## Problem:
Find the lines below in which the string "endpoints" occurs. Copy each one.

[Collection entries]

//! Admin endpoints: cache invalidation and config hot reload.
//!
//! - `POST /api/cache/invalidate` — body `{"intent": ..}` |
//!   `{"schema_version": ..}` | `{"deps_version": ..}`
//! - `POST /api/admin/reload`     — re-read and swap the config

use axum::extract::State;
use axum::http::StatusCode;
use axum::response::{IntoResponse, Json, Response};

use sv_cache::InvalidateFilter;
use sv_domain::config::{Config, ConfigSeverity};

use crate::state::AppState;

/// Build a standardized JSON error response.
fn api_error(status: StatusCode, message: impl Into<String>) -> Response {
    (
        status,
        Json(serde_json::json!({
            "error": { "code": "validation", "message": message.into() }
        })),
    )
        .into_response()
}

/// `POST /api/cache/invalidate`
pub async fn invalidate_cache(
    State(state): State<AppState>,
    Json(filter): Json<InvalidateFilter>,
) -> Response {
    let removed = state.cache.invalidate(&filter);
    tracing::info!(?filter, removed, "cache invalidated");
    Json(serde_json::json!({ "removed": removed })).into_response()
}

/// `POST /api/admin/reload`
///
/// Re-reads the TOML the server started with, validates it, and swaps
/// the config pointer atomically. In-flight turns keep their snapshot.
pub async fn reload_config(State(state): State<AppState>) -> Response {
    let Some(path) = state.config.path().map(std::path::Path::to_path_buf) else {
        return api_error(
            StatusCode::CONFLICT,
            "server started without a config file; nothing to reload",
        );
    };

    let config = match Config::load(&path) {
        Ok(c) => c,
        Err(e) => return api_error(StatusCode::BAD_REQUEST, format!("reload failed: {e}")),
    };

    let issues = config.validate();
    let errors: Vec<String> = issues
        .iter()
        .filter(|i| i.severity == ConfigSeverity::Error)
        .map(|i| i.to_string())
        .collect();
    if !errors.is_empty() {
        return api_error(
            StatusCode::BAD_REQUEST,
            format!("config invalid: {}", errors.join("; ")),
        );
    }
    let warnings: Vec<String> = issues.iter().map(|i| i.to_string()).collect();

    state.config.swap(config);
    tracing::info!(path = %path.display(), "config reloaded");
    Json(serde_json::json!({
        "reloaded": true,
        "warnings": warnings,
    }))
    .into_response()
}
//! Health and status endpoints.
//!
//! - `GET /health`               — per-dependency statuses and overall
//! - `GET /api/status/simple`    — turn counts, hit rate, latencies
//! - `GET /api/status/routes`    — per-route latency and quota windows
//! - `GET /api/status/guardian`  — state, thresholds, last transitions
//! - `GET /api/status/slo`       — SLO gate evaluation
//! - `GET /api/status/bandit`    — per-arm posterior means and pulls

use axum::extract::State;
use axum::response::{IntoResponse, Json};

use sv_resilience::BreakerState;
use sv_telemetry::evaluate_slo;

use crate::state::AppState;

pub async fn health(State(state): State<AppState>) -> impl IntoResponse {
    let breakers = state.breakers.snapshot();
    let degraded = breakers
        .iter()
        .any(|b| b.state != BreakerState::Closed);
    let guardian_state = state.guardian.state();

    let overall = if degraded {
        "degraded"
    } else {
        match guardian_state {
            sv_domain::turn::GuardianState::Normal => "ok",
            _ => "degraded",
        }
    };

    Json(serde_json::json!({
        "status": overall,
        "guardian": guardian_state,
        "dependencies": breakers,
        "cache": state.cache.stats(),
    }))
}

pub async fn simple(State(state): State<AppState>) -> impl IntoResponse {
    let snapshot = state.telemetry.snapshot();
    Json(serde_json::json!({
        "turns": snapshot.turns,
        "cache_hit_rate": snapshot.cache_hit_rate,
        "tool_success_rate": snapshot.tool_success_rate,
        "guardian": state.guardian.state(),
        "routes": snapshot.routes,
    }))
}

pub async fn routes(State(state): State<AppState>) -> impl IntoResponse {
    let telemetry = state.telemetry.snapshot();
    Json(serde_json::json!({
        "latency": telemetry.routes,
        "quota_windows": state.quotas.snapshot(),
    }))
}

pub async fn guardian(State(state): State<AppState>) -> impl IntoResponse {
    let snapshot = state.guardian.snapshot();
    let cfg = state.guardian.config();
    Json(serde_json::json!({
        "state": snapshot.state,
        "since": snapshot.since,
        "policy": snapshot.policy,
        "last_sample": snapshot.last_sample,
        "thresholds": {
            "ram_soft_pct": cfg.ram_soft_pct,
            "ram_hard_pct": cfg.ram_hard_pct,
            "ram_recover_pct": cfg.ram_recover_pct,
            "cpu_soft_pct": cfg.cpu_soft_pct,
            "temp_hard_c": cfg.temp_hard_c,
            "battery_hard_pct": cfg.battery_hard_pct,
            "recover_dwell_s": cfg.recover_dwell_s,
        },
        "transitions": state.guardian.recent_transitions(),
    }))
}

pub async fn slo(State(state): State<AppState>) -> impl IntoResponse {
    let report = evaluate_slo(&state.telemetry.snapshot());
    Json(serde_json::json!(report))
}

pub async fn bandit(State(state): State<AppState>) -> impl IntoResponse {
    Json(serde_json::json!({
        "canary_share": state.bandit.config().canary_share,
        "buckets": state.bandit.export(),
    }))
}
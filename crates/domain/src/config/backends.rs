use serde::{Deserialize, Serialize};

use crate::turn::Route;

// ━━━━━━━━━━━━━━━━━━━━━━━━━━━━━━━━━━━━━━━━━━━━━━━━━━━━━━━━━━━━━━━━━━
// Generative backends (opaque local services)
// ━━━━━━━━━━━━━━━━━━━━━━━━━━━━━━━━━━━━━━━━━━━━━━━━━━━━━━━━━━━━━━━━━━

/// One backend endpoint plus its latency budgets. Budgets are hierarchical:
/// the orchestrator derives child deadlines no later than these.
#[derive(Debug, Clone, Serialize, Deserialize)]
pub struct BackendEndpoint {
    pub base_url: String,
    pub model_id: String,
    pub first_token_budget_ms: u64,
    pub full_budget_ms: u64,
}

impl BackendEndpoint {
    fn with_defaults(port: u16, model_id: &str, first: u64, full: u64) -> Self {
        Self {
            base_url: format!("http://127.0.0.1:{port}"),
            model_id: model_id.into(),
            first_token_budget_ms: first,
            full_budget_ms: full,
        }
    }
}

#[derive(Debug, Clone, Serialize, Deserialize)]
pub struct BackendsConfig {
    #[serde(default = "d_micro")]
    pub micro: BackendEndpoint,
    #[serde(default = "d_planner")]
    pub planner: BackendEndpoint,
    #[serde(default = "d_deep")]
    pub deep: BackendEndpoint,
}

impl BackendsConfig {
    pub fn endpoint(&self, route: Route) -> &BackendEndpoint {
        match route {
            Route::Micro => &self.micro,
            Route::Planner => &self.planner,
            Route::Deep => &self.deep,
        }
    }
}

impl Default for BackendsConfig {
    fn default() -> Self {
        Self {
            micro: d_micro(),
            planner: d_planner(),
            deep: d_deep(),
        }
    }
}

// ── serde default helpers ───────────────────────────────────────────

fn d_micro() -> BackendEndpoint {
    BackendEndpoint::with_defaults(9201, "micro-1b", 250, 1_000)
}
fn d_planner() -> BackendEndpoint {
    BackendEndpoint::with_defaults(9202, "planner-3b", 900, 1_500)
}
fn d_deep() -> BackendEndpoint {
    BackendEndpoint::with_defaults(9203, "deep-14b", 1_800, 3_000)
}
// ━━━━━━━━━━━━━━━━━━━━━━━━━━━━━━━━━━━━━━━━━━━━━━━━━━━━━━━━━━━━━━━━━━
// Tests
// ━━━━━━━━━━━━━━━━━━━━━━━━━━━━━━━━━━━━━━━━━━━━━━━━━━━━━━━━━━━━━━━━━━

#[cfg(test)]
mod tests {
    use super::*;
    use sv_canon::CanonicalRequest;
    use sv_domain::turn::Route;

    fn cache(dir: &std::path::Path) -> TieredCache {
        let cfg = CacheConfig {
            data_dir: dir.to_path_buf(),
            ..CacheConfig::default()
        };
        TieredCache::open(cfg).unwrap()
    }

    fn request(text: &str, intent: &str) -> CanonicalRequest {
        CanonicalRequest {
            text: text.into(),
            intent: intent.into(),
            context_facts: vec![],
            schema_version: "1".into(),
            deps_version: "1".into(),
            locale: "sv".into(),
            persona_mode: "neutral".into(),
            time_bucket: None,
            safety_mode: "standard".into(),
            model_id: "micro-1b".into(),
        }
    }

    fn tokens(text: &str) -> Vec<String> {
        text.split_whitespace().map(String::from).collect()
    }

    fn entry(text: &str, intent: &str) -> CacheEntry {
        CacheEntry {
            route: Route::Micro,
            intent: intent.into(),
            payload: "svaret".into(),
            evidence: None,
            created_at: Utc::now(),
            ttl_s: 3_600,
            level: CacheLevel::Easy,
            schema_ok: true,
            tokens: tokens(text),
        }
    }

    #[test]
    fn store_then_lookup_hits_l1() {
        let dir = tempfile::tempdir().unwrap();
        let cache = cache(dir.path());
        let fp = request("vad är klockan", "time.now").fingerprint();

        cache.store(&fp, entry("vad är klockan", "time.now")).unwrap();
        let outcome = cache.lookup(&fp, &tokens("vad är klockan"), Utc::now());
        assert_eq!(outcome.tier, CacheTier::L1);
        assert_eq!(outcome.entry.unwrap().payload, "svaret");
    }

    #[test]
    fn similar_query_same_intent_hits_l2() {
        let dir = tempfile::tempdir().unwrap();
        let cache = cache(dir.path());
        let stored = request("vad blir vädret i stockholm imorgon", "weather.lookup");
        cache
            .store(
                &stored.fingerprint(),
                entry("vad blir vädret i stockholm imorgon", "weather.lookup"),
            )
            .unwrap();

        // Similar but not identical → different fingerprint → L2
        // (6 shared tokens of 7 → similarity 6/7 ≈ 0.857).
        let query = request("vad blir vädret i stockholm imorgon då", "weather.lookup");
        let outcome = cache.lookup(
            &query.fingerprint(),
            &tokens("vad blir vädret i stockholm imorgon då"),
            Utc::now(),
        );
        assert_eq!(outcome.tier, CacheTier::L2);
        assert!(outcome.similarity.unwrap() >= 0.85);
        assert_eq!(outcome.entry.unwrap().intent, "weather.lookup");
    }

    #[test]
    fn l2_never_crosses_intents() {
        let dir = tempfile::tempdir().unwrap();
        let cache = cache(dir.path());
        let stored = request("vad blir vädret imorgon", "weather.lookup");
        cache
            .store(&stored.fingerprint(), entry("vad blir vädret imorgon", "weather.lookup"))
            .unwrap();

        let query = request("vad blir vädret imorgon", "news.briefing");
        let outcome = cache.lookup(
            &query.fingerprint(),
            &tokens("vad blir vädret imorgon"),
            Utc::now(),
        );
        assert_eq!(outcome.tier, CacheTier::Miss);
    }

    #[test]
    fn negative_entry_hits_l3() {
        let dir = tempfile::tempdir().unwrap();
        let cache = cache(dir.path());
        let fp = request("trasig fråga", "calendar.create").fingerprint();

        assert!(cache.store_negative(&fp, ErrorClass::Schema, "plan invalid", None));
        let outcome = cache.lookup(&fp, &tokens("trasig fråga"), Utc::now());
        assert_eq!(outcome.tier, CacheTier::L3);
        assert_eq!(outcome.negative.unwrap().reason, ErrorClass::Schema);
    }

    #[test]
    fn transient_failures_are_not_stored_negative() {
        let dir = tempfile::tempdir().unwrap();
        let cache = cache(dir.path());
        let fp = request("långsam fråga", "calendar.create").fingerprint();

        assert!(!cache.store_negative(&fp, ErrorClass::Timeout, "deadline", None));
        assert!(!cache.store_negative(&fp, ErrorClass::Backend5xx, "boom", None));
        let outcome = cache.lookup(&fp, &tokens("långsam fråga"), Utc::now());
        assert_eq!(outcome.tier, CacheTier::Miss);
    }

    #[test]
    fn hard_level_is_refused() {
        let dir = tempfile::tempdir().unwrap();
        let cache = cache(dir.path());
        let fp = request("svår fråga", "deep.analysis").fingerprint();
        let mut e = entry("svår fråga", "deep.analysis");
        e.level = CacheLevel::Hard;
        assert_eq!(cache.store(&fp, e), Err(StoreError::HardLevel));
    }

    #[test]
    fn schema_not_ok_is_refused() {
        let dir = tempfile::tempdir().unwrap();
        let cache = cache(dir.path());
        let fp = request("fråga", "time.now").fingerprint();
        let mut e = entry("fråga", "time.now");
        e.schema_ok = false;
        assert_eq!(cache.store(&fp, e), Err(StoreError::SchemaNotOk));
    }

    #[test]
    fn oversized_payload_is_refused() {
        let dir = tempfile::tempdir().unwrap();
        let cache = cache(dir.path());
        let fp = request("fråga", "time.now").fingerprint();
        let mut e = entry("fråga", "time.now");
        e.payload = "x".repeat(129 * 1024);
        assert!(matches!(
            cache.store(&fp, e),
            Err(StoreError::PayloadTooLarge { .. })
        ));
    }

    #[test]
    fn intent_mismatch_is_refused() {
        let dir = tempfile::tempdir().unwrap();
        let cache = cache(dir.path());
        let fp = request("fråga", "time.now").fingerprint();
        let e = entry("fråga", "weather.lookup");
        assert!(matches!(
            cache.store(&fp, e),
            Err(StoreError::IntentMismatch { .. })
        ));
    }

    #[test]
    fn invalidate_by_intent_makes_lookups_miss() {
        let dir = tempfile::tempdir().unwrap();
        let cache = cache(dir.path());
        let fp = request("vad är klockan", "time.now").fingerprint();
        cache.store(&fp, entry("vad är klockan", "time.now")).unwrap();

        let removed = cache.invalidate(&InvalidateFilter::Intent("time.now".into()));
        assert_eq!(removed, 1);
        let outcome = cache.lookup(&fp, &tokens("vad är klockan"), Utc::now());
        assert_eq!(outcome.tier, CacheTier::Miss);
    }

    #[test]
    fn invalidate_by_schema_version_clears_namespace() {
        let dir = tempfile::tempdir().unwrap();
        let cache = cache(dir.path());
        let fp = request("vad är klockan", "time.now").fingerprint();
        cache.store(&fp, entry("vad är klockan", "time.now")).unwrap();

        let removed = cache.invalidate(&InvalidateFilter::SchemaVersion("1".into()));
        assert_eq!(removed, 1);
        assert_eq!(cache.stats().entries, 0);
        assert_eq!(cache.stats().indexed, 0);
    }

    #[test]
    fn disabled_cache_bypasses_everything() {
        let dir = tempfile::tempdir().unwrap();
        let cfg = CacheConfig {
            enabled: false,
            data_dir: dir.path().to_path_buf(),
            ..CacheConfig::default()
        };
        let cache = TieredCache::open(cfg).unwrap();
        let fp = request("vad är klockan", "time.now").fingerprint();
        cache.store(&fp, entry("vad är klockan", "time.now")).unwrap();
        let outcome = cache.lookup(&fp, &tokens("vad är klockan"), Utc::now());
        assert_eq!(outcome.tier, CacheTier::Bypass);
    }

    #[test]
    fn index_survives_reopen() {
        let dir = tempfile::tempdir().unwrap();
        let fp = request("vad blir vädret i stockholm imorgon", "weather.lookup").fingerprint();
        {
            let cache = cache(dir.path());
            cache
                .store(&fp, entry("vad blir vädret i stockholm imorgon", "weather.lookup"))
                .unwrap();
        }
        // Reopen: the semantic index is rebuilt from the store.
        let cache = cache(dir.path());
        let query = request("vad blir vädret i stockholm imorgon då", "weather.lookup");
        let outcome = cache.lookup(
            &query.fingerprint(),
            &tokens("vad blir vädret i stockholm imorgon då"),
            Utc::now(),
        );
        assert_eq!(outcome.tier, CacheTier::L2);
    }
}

## Answer space:
//! Admin endpoints: cache invalidation and config hot reload.
//! Health and status endpoints.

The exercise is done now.